Studio album by Jarvis Cocker
- Released: 19 May 2009
- Genre: Britpop; indie pop;
- Length: 49:17
- Label: Rough Trade
- Producer: Steve Albini

Jarvis Cocker chronology
| Jarvis (2006) | Further Complications (2009) | Room 29 (2017) |

= Further Complications =

Further Complications (stylised as "Further complications.") is the second solo album by British musician Jarvis Cocker, released in the UK on 19 May 2009.

==Background and production==
In July 2008, Cocker met Steve Albini in Chicago at the Pitchfork Music Festival. Together they tested some songs, liked the sound, and agreed to record an album together. Chicago performer Daniel Knox sings backing vocals on "Angela" and "Hold Still". The album has a heavier sound than debut Jarvis, something that Cocker attributes to realising his band "could rock", which led to him choosing to write with them. He told BBC 6 Music: "What I've tried to do with the new stuff, rather than me just sit there and wait for inspiration to come at some point – which takes ages – instead we've written stuff together. And it's a bit louder."

==Promotion==
On the day of the album's release, Cocker spent two hours working in HMV in London, selling and signing copies over the counter and giving customers his own personal advice and recommendations on their purchases.

==Critical reception==

The album attracted a positive response from critics, with AllMusic saying "the songs here pulsate with perversion, a middle-aged man making damn sure he's going to get with a tight 23-year-old body yet again," and declared it "impossible not to happily wallow in the flood of filth unleashed by Further Complications", whilst NME praised the album's "heavy-but-breathable fuzz-guitars and a granite-hard rock aesthetic, but with bluster bolted outside the studio door" and called the result "an absolute pleasure."
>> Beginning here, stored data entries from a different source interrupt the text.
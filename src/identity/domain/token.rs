//! Opaque bearer credentials for the JSON API.
//!
//! The plaintext token leaves the server exactly once, in the login response.
//! Only its SHA-256 digest is persisted, so a leaked token table cannot be
//! replayed against the API.

use super::UserId;
use chrono::{DateTime, Utc};
use mockable::Clock;
use sha2::{Digest, Sha256};
use std::fmt;
use uuid::Uuid;

/// Plaintext bearer token as issued to, or presented by, a client.
#[derive(Clone, PartialEq, Eq)]
pub struct IssuedToken(String);

impl IssuedToken {
    /// Generates a new random token.
    #[must_use]
    pub fn generate() -> Self {
        Self(format!(
            "{}{}",
            Uuid::new_v4().simple(),
            Uuid::new_v4().simple()
        ))
    }

    /// Wraps a token presented in an `Authorization` header.
    #[must_use]
    pub fn from_presented(value: impl Into<String>) -> Self {
        Self(value.into())
    }

    /// Returns the plaintext token.
    #[must_use]
    pub fn as_str(&self) -> &str {
        &self.0
    }

    /// Returns the digest under which this token is stored.
    #[must_use]
    pub fn digest(&self) -> TokenDigest {
        TokenDigest::of(&self.0)
    }
}

impl fmt::Debug for IssuedToken {
    fn fmt(&self, f: &mut fmt::Formatter<'_>) -> fmt::Result {
        f.write_str("IssuedToken(<redacted>)")
    }
}

/// Hex-encoded SHA-256 digest of a bearer token.
#[derive(Debug, Clone, PartialEq, Eq, Hash)]
pub struct TokenDigest(String);

impl TokenDigest {
    /// Computes the digest of a plaintext token.
    #[must_use]
    pub fn of(token: &str) -> Self {
        Self(format!("{:x}", Sha256::digest(token.as_bytes())))
    }

    /// Wraps a digest loaded from storage.
    #[must_use]
    pub fn from_persisted(value: impl Into<String>) -> Self {
        Self(value.into())
    }

    /// Returns the hex digest.
    #[must_use]
    pub fn as_str(&self) -> &str {
        &self.0
    }
}

/// Stored access token row.
#[derive(Debug, Clone, PartialEq, Eq)]
pub struct AccessTokenRecord {
    digest: TokenDigest,
    user_id: UserId,
    created_at: DateTime<Utc>,
}

impl AccessTokenRecord {
    /// Creates a record for a freshly issued token.
    #[must_use]
    pub fn new(token: &IssuedToken, user_id: UserId, clock: &impl Clock) -> Self {
        Self {
            digest: token.digest(),
            user_id,
            created_at: clock.utc(),
        }
    }

    /// Reconstructs a record from storage.
    #[must_use]
    pub const fn from_persisted(
        digest: TokenDigest,
        user_id: UserId,
        created_at: DateTime<Utc>,
    ) -> Self {
        Self {
            digest,
            user_id,
            created_at,
        }
    }

    /// Returns the token digest.
    #[must_use]
    pub const fn digest(&self) -> &TokenDigest {
        &self.digest
    }

    /// Returns the owning user.
    #[must_use]
    pub const fn user_id(&self) -> UserId {
        self.user_id
    }

    /// Returns the issue timestamp.
    #[must_use]
    pub const fn created_at(&self) -> DateTime<Utc> {
        self.created_at
    }
}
The Guardian highlighted other attributes, saying that "Further Complications is best when the music quietens, allowing the singer's glorious one-liners to be savoured", and Entertainment Weekly picked out Homewrecker! and "Further Complications" claiming that they "will come as a definite surprise to longtime Cocker watchers, though not necessarily a bad one", whilst deciding that Cocker's "droll wordplay" is "still the dominating factor" on such tracks as "I Never Said I Was Deep" and "Fuckingsong".

Professional ratings
Aggregate scores
| Source | Rating |
| AnyDecentMusic? | 6.3/10 |
| Metacritic | 74/100 |
Review scores
| Source | Rating |
| AllMusic |  |
| Entertainment Weekly | B+ |
| The Guardian |  |
| NME | 8/10 |
| The Observer |  |
| Pitchfork | 6.5/10 |
| PopMatters | 8/10 |
| Rolling Stone |  |
| Spin |  |
| Uncut |  |

==Track listing==
The added quotation marks around "Further Complications." are purposefully there, as featured on the album's sleeve.

| No. | Title | Length |
|---|---|---|
| 1. | ""Further Complications."" | 3:16 |
| 2. | "Angela" | 2:56 |
| 3. | "Pilchard" | 4:01 |
| 4. | "Leftovers" | 6:06 |
| 5. | "I Never Said I Was Deep" | 4:43 |
| 6. | "Homewrecker!" | 3:18 |
| 7. | "Hold Still" | 3:36 |
| 8. | "Fuckingsong" | 3:00 |
| 9. | "Caucasian Blues" | 3:08 |
| 10. | "Slush" | 6:28 |
| 11. | "You're in My Eyes (Discosong)" | 8:45 |
| Total length: |  | 49:17 |

Japanese edition bonus tracks
| No. | Title | Length |
|---|---|---|
| 12. | "Apparently" | 3:36 |
| 13. | "I Found Myself Looking for God" (B-side to "Angela" single) | 4:52 |
| Total length: |  | 57:45 |

==Personnel==
- Jarvis Cocker – vocals, guitar (tracks 3, 10), synthesiser (tracks 6, 8, 11), fire bell (track 4), bass guitar (track 6), electric mandolin (track 9)
- Steve Mackey – bass guitar
- Ross Orton – drums, timpani
- Simon Stafford – keyboards, backing vocals, guitar, synthesiser
- Tim McCall – guitar
- Martin Craft – guitar, Vox Continental, piano
- Steve Mackay – saxophone (track 6)

==Chart positions==

| Chart (2009) | Peak position |
|---|---|
| UK Albums Chart | 19 |
| US Billboard 200 | 155 |

In 2009. It was awarded a silver certification from the Independent Music Companies Association which indicated sales of at least 30,000 copies throughout Europe.